For years, Boston conceptual artist
Kathleen Bitetti has explored the distance between the myth and reality of womanhood in contemporary America. After getting deep into health reform advocacy in the past few years, her just-closed exhibit “Containment 2009” at Emmanuel College in Boston (where she is gallery director) catches her at the beginning of a new project investigating historical connections stretching out from her hometown of Quincy, Massachusetts.
Bitetti’s 2005 to ‘08 “Royal Traveler: The Barbie Project” included “Sewing for Abigail” (pictured at left), which involved sewing three white slips based on the measurements of Abigail Adams, Barbie dolls, and Bitetti’s alter ego Princess Sophia. It speaks of how the artist herself – as a stand-in for ourselves – literally measures up to these two American role models. Bitetti’s 1992 to 2002 project “He Was Prince Charming at First…” is a collection of romance novels, Disney “Cinderella” and “Snow White” books, a rules sheet from a battered women’s shelter, a toy “magic mirror,” and the books “Ideal Marriage” and “The Frailty Myth: Women Approaching Physical Equality.” The objects add up to questions about the power and security of women. “Most princesses in fairy tales,” Bitetti, as alter ego Princes Sophia Solar Michalski, notes, “are on the run, are targets of assassination, or being stalked, and/or are victims of domestic violence.”
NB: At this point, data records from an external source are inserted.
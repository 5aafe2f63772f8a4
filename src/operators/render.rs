use anyhow::Result;

use crate::config::OutputFormat;
use crate::operators::ranking::RankedRegion;

/// Format a ratio the way a JavaScript runtime prints a number.
pub fn format_ratio(value: f64) -> String {
    if value.is_nan() {
        return "NaN".to_string();
    }
    if value.is_infinite() {
        return if value > 0.0 { "Infinity" } else { "-Infinity" }.to_string();
    }
    if value == 0.0 {
        // also covers -0
        return "0".to_string();
    }

    let magnitude = value.abs();
    if (1e-6..1e21).contains(&magnitude) {
        return format!("{}", value);
    }

    // Exponent form: Rust writes `1e21` / `1.5e-7`, JS wants `1e+21` / `1.5e-7`.
    let formatted = format!("{:e}", value);
    match formatted.split_once('e') {
        Some((mantissa, exponent)) if !exponent.starts_with('-') => {
            format!("{}e+{}", mantissa, exponent)
        }
        _ => formatted,
    }
}

/// `"<rank>位<region>:<base>=><target> 変化率:<ratio>"`, rank starting at 1.
pub fn render_entry(position: usize, entry: &RankedRegion) -> String {
    format!(
        "{}位{}:{}=>{} 変化率:{}",
        position,
        entry.region,
        entry.aggregate.base_population,
        entry.aggregate.target_population,
        format_ratio(entry.change_ratio())
    )
}

pub fn render_ranking(ranking: &[RankedRegion]) -> Vec<String> {
    ranking
        .iter()
        .enumerate()
        .map(|(i, entry)| render_entry(i + 1, entry))
        .collect()
}

/// Combine the rendered entries into the single value printed at the end.
pub fn emit(lines: &[String], format: OutputFormat) -> Result<String> {
    let out = match format {
        OutputFormat::Json => serde_json::to_string(lines)?,
        OutputFormat::Pretty => serde_json::to_string_pretty(lines)?,
        OutputFormat::Lines => lines.join("\n"),
    };
    Ok(out)
}
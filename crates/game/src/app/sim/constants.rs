//! Tuning constants for the simulation. Every number that shapes gameplay
//! lives here, next to a note on the state machine it parameterizes.

pub const SCREEN_WIDTH: i32 = 640;
pub const SCREEN_HEIGHT: i32 = 480;

pub const GROUND_TILE_W: i32 = 32;
pub const GROUND_TILE_H: i32 = 32;

pub const PLAYER_W: i32 = 24;
pub const PLAYER_H: i32 = 26;
/// Floor line: the y at which the player stands on the ground row. Motion
/// clamps `py` here, and `py < PLAYER_GROUND_Y` defines airborne.
pub const PLAYER_GROUND_Y: i32 = SCREEN_HEIGHT - PLAYER_H - GROUND_TILE_H;
pub const PLAYER_SPAWN_X: i32 = SCREEN_WIDTH / 2 - PLAYER_W / 2 - 100;
/// Respawn target after health runs out.
pub const PLAYER_RESPAWN_X: i32 = 50;
pub const MAX_HEALTH: i32 = 4;
pub const GRAVITY_PER_TICK: i32 = 1;

pub const ENEMY_W: i32 = 56;
pub const ENEMY_H: i32 = 71;
pub const ENEMY_SPAWN_X: i32 = SCREEN_WIDTH / 2 - ENEMY_W / 2 + 100;
pub const ENEMY_SPAWN_Y: i32 = SCREEN_HEIGHT - ENEMY_H - GROUND_TILE_H - 5;
/// Horizontal extremes of the enemy patrol; the velocity sign flips on the
/// tick either bound is reached.
pub const PATROL_MIN_X: i32 = 100;
pub const PATROL_MAX_X: i32 = 500;
/// Dead enemies are parked here, well below the visible screen, instead of
/// being deallocated.
pub const ENEMY_REMOVED_Y: i32 = SCREEN_HEIGHT + 100;

/// Post-hit invulnerability window, in ticks.
pub const INVULN_TICKS: i32 = 120;
/// Flicker while invulnerable: of each 30-tick period the first 15 remaining
/// ticks are visible, the rest hidden.
pub const FLICKER_PERIOD_TICKS: i32 = 30;
pub const FLICKER_VISIBLE_TICKS: i32 = 15;

pub const BEAM_W: i32 = 86;
pub const BEAM_H: i32 = 50;
/// Beam anchor relative to the player: this far ahead of the sprite when
/// facing right, and pulled back by the trailing offset when facing left.
pub const BEAM_FORWARD_OFFSET: i32 = 10;
pub const BEAM_TRAILING_OFFSET: i32 = 8;

/// Companion follow dead-zone: chases when the player is more than this far
/// ahead, intentionally narrower than the trailing band.
pub const FOLLOW_AHEAD_DEADZONE: i32 = 10;
pub const FOLLOW_BEHIND_DEADZONE: i32 = 5;
pub const FOLLOW_VERTICAL_DEADZONE: i32 = 5;
/// Idle drift, horizontal cycle: nudges +1 every stride while below
/// DRIFT_X_OUT_UNTIL, -1 every stride inside the back window, wraps past
/// DRIFT_X_WRAP.
pub const DRIFT_X_STRIDE_TICKS: i32 = 12;
pub const DRIFT_X_OUT_UNTIL: i32 = 450;
pub const DRIFT_X_BACK_AFTER: i32 = 900;
pub const DRIFT_X_BACK_UNTIL: i32 = 1350;
pub const DRIFT_X_WRAP: i32 = 1800;
/// Idle drift, vertical cycle: +1 every stride below DRIFT_Y_DOWN_UNTIL,
/// -1 every stride after, wraps past DRIFT_Y_WRAP.
pub const DRIFT_Y_STRIDE_TICKS: i32 = 30;
pub const DRIFT_Y_DOWN_UNTIL: i32 = 150;
pub const DRIFT_Y_WRAP: i32 = 300;
/// The companion spawns slightly up-left of the player.
pub const COMPANION_SPAWN_OFFSET: i32 = 5;
use std::env;
use std::fs;
use std::path::{Path, PathBuf};

use thiserror::Error;

pub mod app;

pub use app::{
    run_app, run_app_with_metrics, AppError, AssetError, AssetProvider, ClipRect,
    FrameMetricsSnapshot, Game, Key, KeyEvent, LoopConfig, MetricsHandle, RenderTarget, Renderer,
    TextureId,
};

pub const ROOT_ENV_VAR: &str = "LIGHT_SPIRITS_ROOT";

/// Resolved filesystem locations the app reads assets from.
#[derive(Debug, Clone)]
pub struct AppPaths {
    pub root: PathBuf,
    pub images_dir: PathBuf,
}

#[derive(Debug, Error)]
pub enum StartupError {
    #[error("failed to read environment variable {var}: {source}")]
    EnvVar {
        var: &'static str,
        #[source]
        source: env::VarError,
    },
    #[error("failed to resolve current executable path: {0}")]
    CurrentExe(#[source] std::io::Error),
    #[error("current executable path has no parent directory: {0}")]
    ExeHasNoParent(PathBuf),
    #[error(
        "{env_var} is set but does not point to a valid project root: {path}\n\
A valid root must contain Cargo.toml and an assets/ directory."
    )]
    InvalidEnvRoot { path: PathBuf, env_var: &'static str },
    #[error(
        "Could not detect project root by walking upward from executable directory: {start_dir}\n\
Expected a directory containing Cargo.toml and assets/.\n\
Set {env_var} explicitly, for example:\n\
Bash/zsh: export {env_var}=\"/path/to/light-spirits\""
    )]
    RootNotFound {
        start_dir: PathBuf,
        env_var: &'static str,
    },
}

pub fn resolve_app_paths() -> Result<AppPaths, StartupError> {
    let root = resolve_root()?;
    let images_dir = root.join("assets").join("images");
    Ok(AppPaths { root, images_dir })
}

fn resolve_root() -> Result<PathBuf, StartupError> {
    match env::var(ROOT_ENV_VAR) {
        Ok(value) => {
            let raw = PathBuf::from(value);
            let normalized = normalize_path(&raw);
            if is_repo_marker(&normalized) {
                Ok(normalized)
            } else {
                Err(StartupError::InvalidEnvRoot {
                    path: normalized,
                    env_var: ROOT_ENV_VAR,
                })
            }
        }
        Err(env::VarError::NotPresent) => {
            let exe = env::current_exe().map_err(StartupError::CurrentExe)?;
            let exe_dir = exe
                .parent()
                .map(Path::to_path_buf)
                .ok_or_else(|| StartupError::ExeHasNoParent(exe.clone()))?;

            for candidate in exe_dir.ancestors() {
                if is_repo_marker(candidate) {
                    return Ok(normalize_path(candidate));
                }
            }

            Err(StartupError::RootNotFound {
                start_dir: normalize_path(&exe_dir),
                env_var: ROOT_ENV_VAR,
            })
        }
        Err(source) => Err(StartupError::EnvVar {
            var: ROOT_ENV_VAR,
            source,
        }),
    }
}

fn is_repo_marker(path: &Path) -> bool {
    path.join("Cargo.toml").is_file() && path.join("assets").is_dir()
}

fn normalize_path(path: &Path) -> PathBuf {
    fs::canonicalize(path).unwrap_or_else(|_| path.to_path_buf())
}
“Diplomat” (2008-09) aims to turn her tireless advocacy for artists and state healthcare reform into art by moving it into a gallery context. Grip-and-grin type photos show Bitetti as her alter ego Princess Sophia meeting with politicians, state health care boards, artists and curators – though there is no obvious difference here in how Bitetti and her alter ego look or act. Her 2008 to 2009 “Health Care for Artists: A Fairy Tale Scrap Book” retells the story of her health care advocacy as a stereotypical fairy tale.
A key antecedent for artists exploring their day jobs as art is Mierle Landerman Ukeles’s feminist performances of the 1970s, which recontextualized her labors as a housewife into art. When Ukeles, who will be speaking at
Smith College in February, washed the grand front stairs of Hartford’s Wadsworth Atheneum or set up house in museums, the move of her housework from the private sphere of the home into the public sphere of the museum made what is often hidden labor public. This combined with the change in scale pointed to the way housework is undervalued. But when Bitetti recontextalizes her political lobbying, the reframing is not yet enough to push our focus on the day job into more expansive thinking about the philosophical implications of it all. In the ’60s, Jasper Johns wrote a recipe for art: “Take an object. Do something to it. Do something else to it.” What might be missing for Bitetti is the second step. Ukeles changed both the venue and scale of her work, Bitetti just shifts venues.
Bitetti’s latest project “Royal Traveler – Crossings: Malta” (2009) comes out of a residency she had this October on the Mediterranean island of Malta. She delves into historical connections between Malta and Massachusetts. Concord’s Ralph Waldo Emerson sailed to Malta from Boston in 1832. And in 1945, President Franklin Roosevelt steamed to Malta aboard the USS Quincy (as in Quincy, Massachusetts) and then flew from there to Yalta to plan the end of World War II with Britain’s Winston Churchill and the Soviet Union’s Josef Stalin. Bitetti presents a map of the routes (left) and a vintage suitcase packed with some of the stuff she carried along to her residency – wood, coffee beans, sugar, etc. – inspired by the cargo carried aboard the ship Emerson sailed on. Bitetti’s projects often are built upon rich research, but here it feels like she’s grasping for connections rather than discovering existing resonances in the histories that reveal new insights. But Bitetti is just beginning the project, so perhaps the connections will grow more resonant as she continues on.
Kathy Bitetti, “Containment 2009,” Lillian Immig Gallery, second floor of the Cardinal Cushing Library, Emmanuel College, 400 the Fenway, Boston, Nov. 4 to Dec. 18, 2009.